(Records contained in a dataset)

┄┄┄┄┄┄┄┄┄┄

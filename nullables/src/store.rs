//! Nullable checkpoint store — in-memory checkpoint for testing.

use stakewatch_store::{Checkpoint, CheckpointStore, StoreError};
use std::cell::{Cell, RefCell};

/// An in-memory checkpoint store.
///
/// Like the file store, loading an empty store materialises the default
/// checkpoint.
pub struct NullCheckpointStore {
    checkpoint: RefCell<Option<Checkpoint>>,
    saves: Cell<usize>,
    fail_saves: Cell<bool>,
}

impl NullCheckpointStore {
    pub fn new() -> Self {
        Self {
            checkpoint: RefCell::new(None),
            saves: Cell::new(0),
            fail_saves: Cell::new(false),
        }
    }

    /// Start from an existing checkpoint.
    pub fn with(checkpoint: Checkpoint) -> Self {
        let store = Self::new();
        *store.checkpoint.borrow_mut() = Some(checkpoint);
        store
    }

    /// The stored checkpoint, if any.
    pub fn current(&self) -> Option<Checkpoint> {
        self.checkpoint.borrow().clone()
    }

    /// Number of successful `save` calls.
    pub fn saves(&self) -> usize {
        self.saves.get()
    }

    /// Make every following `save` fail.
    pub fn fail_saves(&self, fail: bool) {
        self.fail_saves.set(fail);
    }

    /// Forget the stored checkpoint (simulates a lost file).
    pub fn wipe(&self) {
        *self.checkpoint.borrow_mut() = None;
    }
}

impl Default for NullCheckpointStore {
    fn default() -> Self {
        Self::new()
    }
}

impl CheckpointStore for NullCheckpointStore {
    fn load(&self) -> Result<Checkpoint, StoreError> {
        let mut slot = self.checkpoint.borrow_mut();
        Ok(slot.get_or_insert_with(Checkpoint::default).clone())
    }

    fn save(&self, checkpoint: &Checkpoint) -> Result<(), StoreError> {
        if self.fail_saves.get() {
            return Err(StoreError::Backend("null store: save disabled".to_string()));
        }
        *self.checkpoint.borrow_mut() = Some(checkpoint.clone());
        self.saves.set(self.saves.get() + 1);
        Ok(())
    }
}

┄┄┄┄┄┄┄┄┄┄

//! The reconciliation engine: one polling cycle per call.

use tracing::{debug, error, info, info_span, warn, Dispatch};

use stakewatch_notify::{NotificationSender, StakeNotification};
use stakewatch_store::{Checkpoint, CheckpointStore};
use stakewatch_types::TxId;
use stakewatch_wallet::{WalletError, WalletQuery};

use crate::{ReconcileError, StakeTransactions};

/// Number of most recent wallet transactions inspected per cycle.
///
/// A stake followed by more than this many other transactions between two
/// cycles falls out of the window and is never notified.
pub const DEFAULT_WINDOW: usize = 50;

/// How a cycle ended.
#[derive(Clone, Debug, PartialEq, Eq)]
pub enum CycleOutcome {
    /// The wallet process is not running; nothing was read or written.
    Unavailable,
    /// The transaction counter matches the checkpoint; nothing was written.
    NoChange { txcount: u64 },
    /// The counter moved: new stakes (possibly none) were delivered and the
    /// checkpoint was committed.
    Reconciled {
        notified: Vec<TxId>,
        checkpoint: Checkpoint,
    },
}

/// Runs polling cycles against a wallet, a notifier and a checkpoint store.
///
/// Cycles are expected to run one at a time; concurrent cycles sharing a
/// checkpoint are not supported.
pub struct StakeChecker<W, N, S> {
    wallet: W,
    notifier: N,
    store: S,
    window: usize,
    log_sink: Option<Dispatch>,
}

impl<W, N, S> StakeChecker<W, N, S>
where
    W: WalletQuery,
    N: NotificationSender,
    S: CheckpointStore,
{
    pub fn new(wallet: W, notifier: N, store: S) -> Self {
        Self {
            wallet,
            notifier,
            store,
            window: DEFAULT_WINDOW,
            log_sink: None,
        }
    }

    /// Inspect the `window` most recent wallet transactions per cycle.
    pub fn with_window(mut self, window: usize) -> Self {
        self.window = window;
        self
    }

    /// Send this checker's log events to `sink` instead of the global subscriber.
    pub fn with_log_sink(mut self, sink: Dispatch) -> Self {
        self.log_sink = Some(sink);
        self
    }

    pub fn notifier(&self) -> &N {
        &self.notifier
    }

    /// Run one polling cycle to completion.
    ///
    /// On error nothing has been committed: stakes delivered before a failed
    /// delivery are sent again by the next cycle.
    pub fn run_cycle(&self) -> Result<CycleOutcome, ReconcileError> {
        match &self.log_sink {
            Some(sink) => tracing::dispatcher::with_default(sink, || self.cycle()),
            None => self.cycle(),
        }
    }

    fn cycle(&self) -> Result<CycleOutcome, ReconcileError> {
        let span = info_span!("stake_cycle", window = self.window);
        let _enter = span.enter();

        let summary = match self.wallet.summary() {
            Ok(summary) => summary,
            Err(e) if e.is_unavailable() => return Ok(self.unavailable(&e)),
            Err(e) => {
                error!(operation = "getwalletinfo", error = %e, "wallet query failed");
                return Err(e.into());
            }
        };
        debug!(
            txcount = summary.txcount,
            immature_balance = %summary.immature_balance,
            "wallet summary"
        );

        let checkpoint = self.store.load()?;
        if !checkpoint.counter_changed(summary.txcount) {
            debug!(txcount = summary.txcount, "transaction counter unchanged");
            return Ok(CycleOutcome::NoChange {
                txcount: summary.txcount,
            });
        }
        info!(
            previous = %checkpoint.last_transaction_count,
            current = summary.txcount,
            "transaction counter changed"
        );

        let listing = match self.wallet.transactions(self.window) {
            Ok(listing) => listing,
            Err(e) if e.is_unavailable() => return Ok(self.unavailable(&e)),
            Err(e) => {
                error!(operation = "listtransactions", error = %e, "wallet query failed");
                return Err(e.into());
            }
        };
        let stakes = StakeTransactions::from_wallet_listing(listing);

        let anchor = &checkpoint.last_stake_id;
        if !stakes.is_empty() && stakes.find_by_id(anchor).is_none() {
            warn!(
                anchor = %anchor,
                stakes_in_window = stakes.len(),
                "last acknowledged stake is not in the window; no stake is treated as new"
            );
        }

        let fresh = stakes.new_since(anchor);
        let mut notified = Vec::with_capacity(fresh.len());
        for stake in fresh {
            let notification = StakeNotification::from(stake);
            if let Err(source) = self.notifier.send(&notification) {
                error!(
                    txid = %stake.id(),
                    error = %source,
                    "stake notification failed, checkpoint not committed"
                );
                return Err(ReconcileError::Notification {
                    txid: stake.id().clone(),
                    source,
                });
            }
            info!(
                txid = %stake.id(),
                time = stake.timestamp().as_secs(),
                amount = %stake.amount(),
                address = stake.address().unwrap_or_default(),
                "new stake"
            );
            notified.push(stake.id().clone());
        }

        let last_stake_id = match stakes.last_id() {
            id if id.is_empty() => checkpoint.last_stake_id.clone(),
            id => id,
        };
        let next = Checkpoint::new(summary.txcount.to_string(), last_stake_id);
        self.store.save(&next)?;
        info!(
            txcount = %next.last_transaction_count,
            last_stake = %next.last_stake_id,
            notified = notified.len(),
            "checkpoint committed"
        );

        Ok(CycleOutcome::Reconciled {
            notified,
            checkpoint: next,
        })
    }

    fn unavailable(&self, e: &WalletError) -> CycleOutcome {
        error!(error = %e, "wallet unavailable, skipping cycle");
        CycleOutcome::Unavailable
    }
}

┄┄┄┄┄┄┄┄┄┄

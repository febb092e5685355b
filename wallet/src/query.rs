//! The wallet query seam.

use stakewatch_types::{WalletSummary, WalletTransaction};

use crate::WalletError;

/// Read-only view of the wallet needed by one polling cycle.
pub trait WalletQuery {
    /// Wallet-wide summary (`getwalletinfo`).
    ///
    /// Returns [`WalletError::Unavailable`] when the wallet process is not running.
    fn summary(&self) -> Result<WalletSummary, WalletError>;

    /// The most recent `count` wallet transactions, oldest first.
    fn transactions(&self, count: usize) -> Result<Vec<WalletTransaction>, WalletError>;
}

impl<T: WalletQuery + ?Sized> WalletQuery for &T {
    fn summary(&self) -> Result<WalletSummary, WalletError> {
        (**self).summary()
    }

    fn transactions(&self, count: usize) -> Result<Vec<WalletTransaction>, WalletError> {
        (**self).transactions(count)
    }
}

┄┄┄┄┄┄┄┄┄┄

- _TRY IT_
Please list every line of the records that contains "StakeNotification".

- _REPLY_
use stakewatch_notify::{NotificationSender, StakeNotification};
            let notification = StakeNotification::from(stake);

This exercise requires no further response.